▶ INFORMATION
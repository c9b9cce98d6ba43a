//! Game configuration and the session state machine.

use std::fmt;

use nim_protocol::PlayerSlot;
use serde::{Deserialize, Serialize};

/// Number of heaps on the board.
pub const HEAP_COUNT: usize = 3;

// ---------------------------------------------------------------------------
// GameConfig
// ---------------------------------------------------------------------------

/// Configuration for a game session.
#[derive(Debug, Clone, PartialEq, Eq, Serialize, Deserialize)]
pub struct GameConfig {
    /// Marker count of each heap at the start of every round.
    pub initial_heaps: [u8; HEAP_COUNT],
}

impl Default for GameConfig {
    fn default() -> Self {
        Self {
            initial_heaps: [3, 4, 5],
        }
    }
}

// ---------------------------------------------------------------------------
// SessionPhase
// ---------------------------------------------------------------------------

/// The lifecycle state of a session.
///
/// ```text
/// AwaitingFirst → AwaitingSecond → InPlay ──(last marker taken)──→ RoundWon
///                                    ↑                                │
///                                    └──────────(new game)────────────┘
/// ```
///
/// - **AwaitingFirst**: Session exists but nobody is seated yet.
/// - **AwaitingSecond**: One player seated, waiting for an opponent.
/// - **InPlay**: Both seated, heaps not yet empty. Moves are accepted.
/// - **RoundWon**: Every heap is empty. Only a new game restarts play.
#[derive(Debug, Clone, Copy, PartialEq, Eq)]
pub enum SessionPhase {
    /// Nobody seated yet.
    AwaitingFirst,
    /// One player seated.
    AwaitingSecond,
    /// Round in progress.
    InPlay,
    /// Round over, won by the given player.
    RoundWon(PlayerSlot),
}

impl SessionPhase {
    /// Returns `true` once both seats are filled.
    pub fn is_full(&self) -> bool {
        matches!(self, Self::InPlay | Self::RoundWon(_))
    }

    /// Returns `true` if `take` moves are accepted in this phase.
    pub fn accepts_moves(&self) -> bool {
        matches!(self, Self::InPlay)
    }
}

impl fmt::Display for SessionPhase {
    fn fmt(&self, f: &mut fmt::Formatter<'_>) -> fmt::Result {
        match self {
            Self::AwaitingFirst => write!(f, "AwaitingFirst"),
            Self::AwaitingSecond => write!(f, "AwaitingSecond"),
            Self::InPlay => write!(f, "InPlay"),
            Self::RoundWon(winner) => write!(f, "RoundWon({winner})"),
        }
    }
}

▶ TASK DIRECTIONS
Your task is to reproduce exactly the lines from the one with "matches!(self, Self::InPlay)" through the end of the listing. Both ends belong in the answer.

▶ PROBLEM SOLUTION
        matches!(self, Self::InPlay)
    }
}

impl fmt::Display for SessionPhase {
    fn fmt(&self, f: &mut fmt::Formatter<'_>) -> fmt::Result {
        match self {
            Self::AwaitingFirst => write!(f, "AwaitingFirst"),
            Self::AwaitingSecond => write!(f, "AwaitingSecond"),
            Self::InPlay => write!(f, "InPlay"),
            Self::RoundWon(winner) => write!(f, "RoundWon({winner})"),
        }
    }
}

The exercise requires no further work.